● Your instructions: Among the entries beneath this sentence, how many lines include the word "AsRef"? Only the number is wanted.

(Stored entries)
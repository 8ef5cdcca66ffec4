// pea: error taxonomy

use thiserror::Error;

/// Pea result type
pub type PeaResult<T> = Result<T, PeaError>;

/// Fault conditions the request loop and hook pipeline can raise.
///
/// Every variant corresponds to a row in the error-policy table: the
/// dispatcher in `policy::classify` never inspects anything but the variant
/// to decide whether to forward, suppress, or shut down.
#[derive(Debug, Error)]
pub enum PeaError {
    /// The primary executor config source could not be loaded. Retriable
    /// exactly once against `uses_internal`.
    #[error("executor config source is bad: {0}")]
    ConfigSourceBad(String),

    /// Neither the primary nor the fallback config source could be loaded.
    /// Fatal: the scope never opens.
    #[error("executor failed to load: {0}")]
    ExecutorLoadFailed(String),

    /// A tail/reducer is still waiting on partial messages for this request.
    #[error("waiting for more partial messages")]
    NoExplicitMessage,

    /// The incoming message already carries an upstream error and
    /// `skip_on_error` says not to hand it to the executor.
    #[error("message carries a chained upstream error")]
    ChainedPodException,

    /// Resident memory exceeded the configured high watermark.
    #[error("memory usage above high watermark")]
    MemoryOverHighWatermark,

    /// Cooperative shutdown requested by upstream.
    #[error("request loop end signal received")]
    RequestLoopEnd,

    /// The transport failed to deliver or send a message.
    #[error("transport failure: {0}")]
    TransportFailure(String),

    /// A process-level signal (e.g. SIGTERM) arrived.
    #[error("process signal received: {0}")]
    ProcessSignal(String),

    /// The user interrupted the process (Ctrl-C).
    #[error("user interrupt")]
    UserInterrupt,

    /// Anything else the executor raised while handling a request.
    #[error("executor runtime error in {executor}: {source}")]
    ExecutorRuntime {
        executor: String,
        #[source]
        source: Box<dyn std::error::Error + Send + Sync>,
    },
}

impl PeaError {
    /// `ConfigSourceBad` is the only retriable failure kind, and only
    /// during executor load (§9: widening this would mask genuine load
    /// failures).
    pub fn is_config_source_bad(&self) -> bool {
        matches!(self, PeaError::ConfigSourceBad(_))
    }

    /// Errors that must not be forwarded and must not unwind the loop.
    pub fn is_silent(&self) -> bool {
        matches!(self, PeaError::NoExplicitMessage)
    }

    /// Errors that drop the current send but keep the loop running.
    pub fn is_backpressure(&self) -> bool {
        matches!(self, PeaError::MemoryOverHighWatermark)
    }

    /// Errors that forward the message and then tear down the loop.
    pub fn is_terminal(&self) -> bool {
        matches!(
            self,
            PeaError::RequestLoopEnd
                | PeaError::TransportFailure(_)
                | PeaError::ProcessSignal(_)
                | PeaError::UserInterrupt
        )
    }
}

#[cfg(test)]
mod tests {
    use super::*;

    #[test]
    fn config_source_bad_is_the_only_retriable_kind() {
        assert!(PeaError::ConfigSourceBad("x".into()).is_config_source_bad());
        assert!(!PeaError::ExecutorLoadFailed("x".into()).is_config_source_bad());
        assert!(!PeaError::ChainedPodException.is_config_source_bad());
    }

    #[test]
    fn no_explicit_message_is_silent_only() {
        assert!(PeaError::NoExplicitMessage.is_silent());
        assert!(!PeaError::ChainedPodException.is_silent());
        assert!(!PeaError::MemoryOverHighWatermark.is_silent());
    }

    #[test]
    fn memory_watermark_is_backpressure_only() {
        assert!(PeaError::MemoryOverHighWatermark.is_backpressure());
        assert!(!PeaError::RequestLoopEnd.is_backpressure());
    }

    #[test]
    fn terminal_kinds_match_table() {
        assert!(PeaError::RequestLoopEnd.is_terminal());
        assert!(PeaError::TransportFailure("x".into()).is_terminal());
        assert!(PeaError::ProcessSignal("SIGTERM".into()).is_terminal());
        assert!(PeaError::UserInterrupt.is_terminal());
        assert!(!PeaError::ChainedPodException.is_terminal());
        assert!(!PeaError::NoExplicitMessage.is_terminal());
    }
}
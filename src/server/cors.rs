use crate::error::MovigoError;
use http::header::{
    HeaderName, ACCESS_CONTROL_ALLOW_HEADERS, ACCESS_CONTROL_ALLOW_METHODS,
    ACCESS_CONTROL_ALLOW_ORIGIN, ORIGIN, VARY,
};
use http::response::Builder;
use http::uri::InvalidUri;
use http::uri::Scheme;
use http::{Method, Request, Response, Uri};
use json::JsonValue;
use std::cmp::PartialEq;
use std::convert::TryFrom;
use std::fmt::Display;
use std::str::FromStr;

#[derive(Clone, Debug, PartialEq)]
/// An origin allowed to access the server
pub struct CorsHost {
    host: String,
    port: u16,
    scheme: Scheme,
}

fn default_port(scheme: &Scheme) -> Option<u16> {
    match scheme.as_str() {
        "http" => Some(80),
        "https" => Some(443),
        _ => None,
    }
}

impl CorsHost {
    pub fn new(url: Uri) -> Result<Self, &'static str> {
        match url.host() {
            Some(host) => {
                let scheme = match url.scheme() {
                    Some(scheme) => scheme.to_owned(),
                    None => Scheme::HTTP,
                };
                let port = match url.port() {
                    Some(port) => port.as_u16(),
                    None => default_port(&scheme).ok_or("port not found.")?,
                };
                Ok(Self {
                    host: host.to_owned(),
                    port,
                    scheme,
                })
            }
            None => Err("hostname not found."),
        }
    }
}

impl Display for CorsHost {
    fn fmt(&self, f: &mut std::fmt::Formatter<'_>) -> std::fmt::Result {
        write!(f, "{}://{}:{}", self.scheme, self.host, self.port)
    }
}

impl FromStr for CorsHost {
    type Err = CorsHostError;
    fn from_str(s: &str) -> Result<Self, Self::Err> {
        Self::try_from(s)
    }
}

impl PartialEq<Uri> for CorsHost {
    fn eq(&self, other: &Uri) -> bool {
        match other.host() {
            Some(host) => {
                let scheme = match other.scheme() {
                    Some(scheme) => scheme.to_owned(),
                    None => Scheme::HTTP,
                };
                let port = match other.port() {
                    Some(port) => port.as_u16(),
                    None => match default_port(&scheme) {
                        Some(port) => port,
                        None => return false,
                    },
                };
                host == self.host && scheme == self.scheme && port == self.port
            }
            None => false,
        }
    }
}

impl PartialEq<CorsHost> for Uri {
    fn eq(&self, other: &CorsHost) -> bool {
        other == self
    }
}

impl PartialEq<str> for CorsHost {
    fn eq(&self, other: &str) -> bool {
        match Uri::from_str(other) {
            Ok(uri) => *self == uri,
            Err(_) => false,
        }
    }
}

impl PartialEq<&str> for CorsHost {
    fn eq(&self, other: &&str) -> bool {
        self == *other
    }
}

impl PartialEq<CorsHost> for &str {
    fn eq(&self, other: &CorsHost) -> bool {
        other == self
    }
}

impl TryFrom<Uri> for CorsHost {
    type Error = &'static str;
    fn try_from(value: Uri) -> Result<Self, Self::Error> {
        Self::new(value)
    }
}

impl TryFrom<&str> for CorsHost {
    type Error = CorsHostError;
    fn try_from(value: &str) -> Result<Self, Self::Error> {
        Ok(Self::try_from(Uri::from_str(value)?)?)
    }
}

#[derive(Debug, derive_more::Display, derive_more::From)]
pub enum CorsHostError {
    String(String),
    InvaildUri(InvalidUri),
}

impl From<&str> for CorsHostError {
    fn from(v: &str) -> Self {
        Self::String(String::from(v))
    }
}

#[derive(Clone, Copy, Debug, PartialEq)]
pub enum CorsResult {
    /// The origin is in the allow list
    Allowed,
    /// Every origin is allowed
    AllowedAll,
    NotAllowed,
}

#[derive(Clone, Debug)]
pub struct CorsContext {
    allow_all: bool,
    entries: Vec<CorsHost>,
}

impl CorsContext {
    pub fn new(allow_all: bool, entries: Vec<CorsHost>) -> Self {
        Self { allow_all, entries }
    }

    pub fn matches<S: AsRef<str> + ?Sized>(&self, origin: &S) -> CorsResult {
        if self.allow_all {
            return CorsResult::AllowedAll;
        }
        let origin = origin.as_ref();
        for entry in self.entries.iter() {
            if entry == origin {
                return CorsResult::Allowed;
            }
        }
        CorsResult::NotAllowed
    }

    /// Filter request methods and apply CORS headers.
    ///
    /// * `methods` - Allowed methods. `OPTIONS` in the list enables preflight handling.
    /// * `allow_headers` - Sent as `Access-Control-Allow-Headers` in preflight responses.
    ///
    /// Returns [CorsFilter::Done] if the response is already decided.
    pub fn filter_http_methods<T>(
        &self,
        req: &Request<T>,
        methods: &[Method],
        allow_headers: &[HeaderName],
    ) -> Result<CorsFilter, MovigoError> {
        let allow = methods
            .iter()
            .map(|m| m.as_str())
            .collect::<Vec<_>>()
            .join(", ");
        if !methods.contains(req.method()) {
            return Ok(CorsFilter::Done(
                Response::builder()
                    .status(405)
                    .header("Allow", allow.as_str())
                    .body(json::object! {})?,
            ));
        }
        let origin = req
            .headers()
            .get(ORIGIN)
            .and_then(|o| o.to_str().ok())
            .map(|o| o.to_owned());
        if req.method() == Method::OPTIONS {
            let builder = Response::builder().header("Allow", allow.as_str());
            let builder = match origin {
                Some(origin) => {
                    let allow_origin = match self.matches(&origin) {
                        CorsResult::Allowed => origin,
                        CorsResult::AllowedAll => String::from("*"),
                        CorsResult::NotAllowed => {
                            return Ok(CorsFilter::Done(builder.status(400).body(json::object! {})?));
                        }
                    };
                    let headers = allow_headers
                        .iter()
                        .map(|h| h.as_str())
                        .collect::<Vec<_>>()
                        .join(", ");
                    let mut builder = builder
                        .header(ACCESS_CONTROL_ALLOW_ORIGIN, allow_origin)
                        .header(ACCESS_CONTROL_ALLOW_METHODS, allow.as_str())
                        .header(VARY, "Origin");
                    if !headers.is_empty() {
                        builder = builder.header(ACCESS_CONTROL_ALLOW_HEADERS, headers);
                    }
                    builder
                }
                None => builder,
            };
            return Ok(CorsFilter::Done(builder.status(200).body(json::object! {})?));
        }
        let builder = Response::builder();
        let builder = match origin {
            Some(origin) => match self.matches(&origin) {
                CorsResult::Allowed => builder
                    .header(ACCESS_CONTROL_ALLOW_ORIGIN, origin)
                    .header(VARY, "Origin"),
                CorsResult::AllowedAll => builder.header(ACCESS_CONTROL_ALLOW_ORIGIN, "*"),
                CorsResult::NotAllowed => {
                    return Ok(CorsFilter::Done(builder.status(403).body(json::object! {})?));
                }
            },
            None => builder,
        };
        Ok(CorsFilter::Next(builder))
    }
}

impl Default for CorsContext {
    fn default() -> Self {
        Self::new(false, vec![])
    }
}

/// Result of [CorsContext::filter_http_methods]
pub enum CorsFilter {
    /// Continue handling the request with this builder
    Next(Builder),
    /// Send this response
    Done(Response<JsonValue>),
}
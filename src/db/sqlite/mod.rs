pub mod db;
pub mod error;

pub use db::MovigoSqlite;
pub use error::SqliteError;
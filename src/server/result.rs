#[cfg(test)]
use crate::ext::json::{FromJson, ToJson};
use crate::ext::json::ToJson2;
use json::JsonValue;

#[derive(Clone, Debug)]
/// Error information of a request
pub struct JSONError {
    /// Error code
    pub code: i32,
    /// Error message
    pub msg: String,
    /// The debug information of the error
    pub debug_msg: Option<JsonValue>,
}

impl JSONError {
    /// The HTTP status of a response carrying this error.
    ///
    /// Codes between -400 and -600 are HTTP status codes.
    pub fn status(&self) -> u16 {
        if self.code <= -400 && self.code >= -600 {
            (-self.code) as u16
        } else if self.code < 0 {
            500
        } else if self.code > 0 {
            400
        } else {
            200
        }
    }
}

impl From<(i32, String)> for JSONError {
    fn from((code, msg): (i32, String)) -> Self {
        Self {
            code,
            msg,
            debug_msg: None,
        }
    }
}

impl<S> From<(i32, &S)> for JSONError
where
    S: AsRef<str> + ?Sized,
{
    fn from((code, msg): (i32, &S)) -> Self {
        Self {
            code,
            msg: msg.as_ref().to_owned(),
            debug_msg: None,
        }
    }
}

impl From<(i32, String, Option<JsonValue>)> for JSONError {
    fn from((code, msg, debug_msg): (i32, String, Option<JsonValue>)) -> Self {
        Self {
            code,
            msg,
            debug_msg,
        }
    }
}

impl From<(i32, String, String)> for JSONError {
    fn from((code, msg, debug_msg): (i32, String, String)) -> Self {
        Self {
            code,
            msg,
            debug_msg: Some(debug_msg.to_json2()),
        }
    }
}

impl From<crate::error::MovigoError> for JSONError {
    fn from(e: crate::error::MovigoError) -> Self {
        let code = match &e {
            crate::error::MovigoError::Tmdb(e) if e.is_not_found() => -404,
            crate::error::MovigoError::Tmdb(_) | crate::error::MovigoError::ReqwestError(_) => {
                -502
            }
            _ => -500,
        };
        Self::from((code, format!("{}", e), format!("{:?}", e)))
    }
}

pub type JSONResult = Result<JsonValue, JSONError>;

impl ToJson2 for JSONResult {
    fn to_json2(&self) -> JsonValue {
        match self {
            Self::Ok(v) => json::object! {
                "ok": true,
                "code": 0,
                "result": v.clone(),
            },
            Self::Err(e) => json::object! {
                "ok": false,
                "code": e.code,
                "msg": e.msg.as_str(),
                "debug_msg": e.debug_msg.clone().unwrap_or(JsonValue::Null),
            },
        }
    }
}

#[cfg(test)]
impl FromJson for JSONResult {
    type Err = &'static str;
    fn from_json<T: ToJson>(v: T) -> Result<Self, <Self as FromJson>::Err> {
        let v = v.to_json().ok_or("Empty value.")?;
        match v["ok"].as_bool() {
            Some(true) => Ok(Ok(v["result"].clone())),
            Some(false) => {
                let code = v["code"].as_i32().ok_or("Error code is missing.")?;
                let msg = v["msg"].as_str().ok_or("Error message is missing.")?;
                let debug_msg = &v["debug_msg"];
                Ok(Err(JSONError {
                    code,
                    msg: msg.to_owned(),
                    debug_msg: if debug_msg.is_null() {
                        None
                    } else {
                        Some(debug_msg.clone())
                    },
                }))
            }
            None => Err("Not a result object."),
        }
    }
}

#[test]
fn test_json_result() {
    let re: JSONResult = Ok(json::object! {"id": 1});
    let v = re.to_json2();
    assert_eq!(v, json::object! {"ok": true, "code": 0, "result": {"id": 1}});
    let back = JSONResult::from_json(&v).unwrap().unwrap();
    assert_eq!(back["id"].as_u64(), Some(1));
    let re: JSONResult = Err(JSONError::from((-404, "Not found.")));
    let v = re.to_json2();
    assert_eq!(v["ok"], false);
    assert_eq!(v["code"], -404);
    assert!(v["debug_msg"].is_null());
    let back = JSONResult::from_json(v).unwrap().unwrap_err();
    assert_eq!(back.code, -404);
    assert_eq!(back.status(), 404);
    assert_eq!(JSONError::from((-1001, "db")).status(), 500);
    assert_eq!(JSONError::from((3, "bad")).status(), 400);
}
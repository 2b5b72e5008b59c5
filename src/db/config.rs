use crate::ext::try_err::TryErr;
use json::JsonValue;

#[derive(Clone, Debug)]
pub struct MovigoSqliteConfig {
    /// The path of database file
    pub path: String,
    /// The path of the SQL script which creates the tables
    pub schema: String,
}

impl Default for MovigoSqliteConfig {
    fn default() -> Self {
        Self {
            path: "client-access.db".to_string(),
            schema: "init-tables.sql".to_string(),
        }
    }
}

#[derive(Clone, Debug)]
pub enum MovigoDbConfig {
    Sqlite(MovigoSqliteConfig),
}

#[derive(Debug)]
pub enum MovigoDbConfigError {
    UnkonwnDbType,
    MissingField(String),
}

impl std::fmt::Display for MovigoDbConfigError {
    fn fmt(&self, f: &mut std::fmt::Formatter<'_>) -> std::fmt::Result {
        match self {
            Self::UnkonwnDbType => write!(f, "Unknown database type."),
            Self::MissingField(s) => write!(f, "Missing field: {}", s),
        }
    }
}

impl MovigoDbConfig {
    /// Parse database configuration from config file.
    ///
    /// `schema` is optional and falls back to `init-tables.sql`.
    pub fn new(value: &JsonValue) -> Result<Self, MovigoDbConfigError> {
        let db_type = value["type"]
            .as_str()
            .try_err(MovigoDbConfigError::UnkonwnDbType)?;
        match db_type {
            "sqlite" => {
                let path = value["path"]
                    .as_str()
                    .try_err(MovigoDbConfigError::MissingField("path".to_string()))?;
                let mut cfg = MovigoSqliteConfig {
                    path: path.to_string(),
                    ..Default::default()
                };
                if let Some(schema) = value["schema"].as_str() {
                    cfg.schema = schema.to_string();
                }
                Ok(Self::Sqlite(cfg))
            }
            _ => Err(MovigoDbConfigError::UnkonwnDbType),
        }
    }

    pub fn set_path<S: AsRef<str> + ?Sized>(&mut self, path: &S) {
        match self {
            Self::Sqlite(cfg) => cfg.path = path.as_ref().to_owned(),
        }
    }

    pub fn set_schema<S: AsRef<str> + ?Sized>(&mut self, schema: &S) {
        match self {
            Self::Sqlite(cfg) => cfg.schema = schema.as_ref().to_owned(),
        }
    }
}

impl AsRef<MovigoDbConfig> for MovigoDbConfig {
    fn as_ref(&self) -> &MovigoDbConfig {
        self
    }
}

impl Default for MovigoDbConfig {
    fn default() -> Self {
        Self::Sqlite(MovigoSqliteConfig::default())
    }
}

pub fn check_db_config(value: &JsonValue) -> bool {
    MovigoDbConfig::new(value).is_ok()
}

#[test]
fn test_db_config() {
    let cfg = MovigoDbConfig::new(&json::object! {"type": "sqlite", "path": "a.db"}).unwrap();
    let MovigoDbConfig::Sqlite(cfg) = cfg;
    assert_eq!(cfg.path, "a.db");
    assert_eq!(cfg.schema, "init-tables.sql");
    let cfg = MovigoDbConfig::new(&json::object! {
        "type": "sqlite",
        "path": "b.db",
        "schema": "sql/schema.sql",
    })
    .unwrap();
    let MovigoDbConfig::Sqlite(cfg) = cfg;
    assert_eq!(cfg.schema, "sql/schema.sql");
    assert!(!check_db_config(&json::object! {"type": "sqlite"}));
    assert!(!check_db_config(&json::object! {"type": "mysql", "path": "a"}));
    assert!(!check_db_config(&json::JsonValue::Null));
}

● Reply to the task: 5